The play initially sits on the precipice of comedy, before tumbling into tragedy in the second half. Although the genre progression ensures the play’s diversity and depth, this three hour spectacle is wrapped up a little too painstakingly as we despairingly watch the lives of the Mozart and Salieri tumultuously unravel. Longhurst ensures his production is righteously committed to history, and the drawn-out conclusion only very slightly tinges the momentous energy that precedes it. Lucian Msamati seamlessly balanced this intricate blend of tragicomedy with steadfast soberness, keeping his flares of anger, anxiety and cold-heartedness for his soliloquies with God. These moments bleed into the absurd with his flamboyant Italian pronouncements, sometimes comically throwing questions at an audience rapt in his spell. On achieving fleeting fame, his journey parallels a Miltonic Satan, commanding a slithering pulsating sea of devotees, before falling destitute to wither alone. Mozart’s operas are only considered to be sublimely superior in the wake of his death.
The rich air of the eighteenth century Viennese court is perfectly characterised when the entirety of the cast litters a grandiosely decorated stage, in their depraved New Year celebration.
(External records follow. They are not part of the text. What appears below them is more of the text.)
#[test]
fn test_persistent_transfer_upload_feeds_graphics() {
    let (backend, mut pipeline) = pipeline(default_config().with_cross_queue(true));
    let instances = pipeline
        .registry_mut()
        .register_buffer(BufferDescriptor::new(4096));
    let upload = pipeline
        .record_persistent_commands("instance_upload", QueueType::Transfer, |recorder| {
            recorder.update_buffer(9, 0, &[0u8; 256])
        })
        .unwrap();
    assert_eq!(upload.queue(), QueueType::Transfer);

    let mut frame = pipeline.begin_frame().unwrap();
    pipeline
        .declare_pass(
            &mut frame,
            PassDeclaration::new("instance_upload")
                .on_queue(QueueType::Transfer)
                .with_persistent_commands(upload)
                .writes(instances, ResourceAccess::TransferWrite),
        )
        .unwrap();
    pipeline
        .declare_pass(
            &mut frame,
            PassDeclaration::new("draw")
                .reads(instances, ResourceAccess::VertexBuffer)
                .with_work(|recorder| recorder.draw(36, 64)),
        )
        .unwrap();
    pipeline.end_frame(frame).unwrap();

    let upload_id = match upload {
        GpuCommandBuffer::Dummy { id, .. } => id,
        #[allow(unreachable_patterns)]
        _ => unreachable!(),
    };
    let submissions = backend.submissions();
    let transfer = submissions
        .iter()
        .find(|s| s.command_buffers.contains(&upload_id))
        .expect("upload submission");
    assert_eq!(transfer.queue, QueueType::Transfer);

    let graphics = submissions
        .iter()
        .find(|s| {
            s.queue == QueueType::Graphics && s.waits.iter().any(|w| transfer.signals.contains(w))
        })
        .expect("graphics submission waiting on the upload");
    let index = graphics
        .waits
        .iter()
        .position(|w| transfer.signals.contains(w))
        .unwrap();
    assert!(graphics.wait_stages[index].contains(PipelineStages::VERTEX_INPUT));
    // The upload was not re-recorded.
    assert_eq!(backend.recorded_commands(upload).unwrap().len(), 1);
}

#[test]
fn test_external_upload_semaphore_is_waited_on() {
    let (backend, mut pipeline) = pipeline(default_config());
    let instances = pipeline
        .registry_mut()
        .register_buffer(BufferDescriptor::new(4096));
    let uploaded = backend.create_semaphore().unwrap();

    let mut frame = pipeline.begin_frame().unwrap();
    pipeline
        .declare_pass(
            &mut frame,
            PassDeclaration::new("draw")
                .waits_on(uploaded, PipelineStages::VERTEX_INPUT)
                .waits_on(uploaded, PipelineStages::DRAW_INDIRECT)
                .reads(instances, ResourceAccess::VertexBuffer)
                .with_work(|recorder| recorder.draw(36, 64)),
        )
        .unwrap();
    pipeline.end_frame(frame).unwrap();

    let uploaded_id = semaphore_id(uploaded);
    let submissions = backend.submissions();
    let draw = submissions
        .iter()
        .find(|s| s.waits.contains(&uploaded_id))
        .expect("submission waiting on the upload");
    assert_eq!(draw.waits, vec![uploaded_id]);
    assert_eq!(
        draw.wait_stages,
        vec![PipelineStages::VERTEX_INPUT | PipelineStages::DRAW_INDIRECT]
    );
}

// ============================================================================
// Frames in flight
// ============================================================================

#[rstest]
#[case(1)]
#[case(2)]
#[case(3)]
fn test_slot_reuse_waits_for_fence(#[case] frames_in_flight: usize) {
    let (backend, mut pipeline) = pipeline(default_config().with_frames_in_flight(frames_in_flight));
    let targets = ForwardTargets::register(&mut pipeline);

    for _ in 0..(frames_in_flight * 3 + 1) {
        let mut frame = pipeline.begin_frame().unwrap();
        targets.declare(&pipeline, &mut frame).unwrap();
        pipeline.end_frame(frame).unwrap();
    }

    let calls = backend.calls();
    let mut recycled = 0;
    for (index, call) in calls.iter().enumerate() {
        if let BackendCall::ResetFence(fence) = call {
            assert!(index > 0);
            assert_eq!(calls[index - 1], BackendCall::WaitFence(*fence));
            recycled += 1;
        }
        if let BackendCall::ResetCommandBuffers { .. } = call {
            assert!(matches!(calls[index - 1], BackendCall::ResetFence(_)));
        }
    }
    assert_eq!(recycled, frames_in_flight * 2 + 1);
}

#[test]
fn test_frame_fence_tracks_completion() {
    let (backend, mut pipeline) = pipeline(default_config());
    backend.set_auto_signal(false);

    let frame = pipeline.begin_frame().unwrap();
    let fence = pipeline.end_frame(frame).unwrap();
    assert!(!fence.is_signaled().unwrap());
    assert!(!pipeline.is_slot_ready(fence.slot()).unwrap());

    backend.signal_all_fences();
    fence.wait(Duration::from_secs(1)).unwrap();
    assert!(pipeline.is_slot_ready(fence.slot()).unwrap());
    assert!(pipeline.poll().unwrap());
    assert_eq!(pipeline.state(), FrameState::Idle);
}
Adam Gillen plays Mozart with a superbly subversive infantile cheek; he is a glorious misfit bouncing off a rigidly tasteless (albeit highly amusing) army of courtly superiors, his otherness worn through his quirky Dr. Martens. Comedy punctuates the scenes as Mozart’s boisterous innuendos and gleeful shrieks of “flumpywumpy” draw countless bellows of laughter from a titillated audience. No note is superfluous and no sheen on the luxuriously patterned costumes (designed by the fantastic Chloe Lamford) is too excessive.
Salieri’s single-minded ambition to secure a legacy – of either fame or infamy – plays with the notion of theatre; he drives the narrative, yet the play is called Amadeus. Immortalising both protagonists, this play exposes the wickedness of a man who pits himself against God and Mozart. This is a testament to the triumphant indestructible legacy of great art, which ultimately deems villainous destruction powerless to persistent creation.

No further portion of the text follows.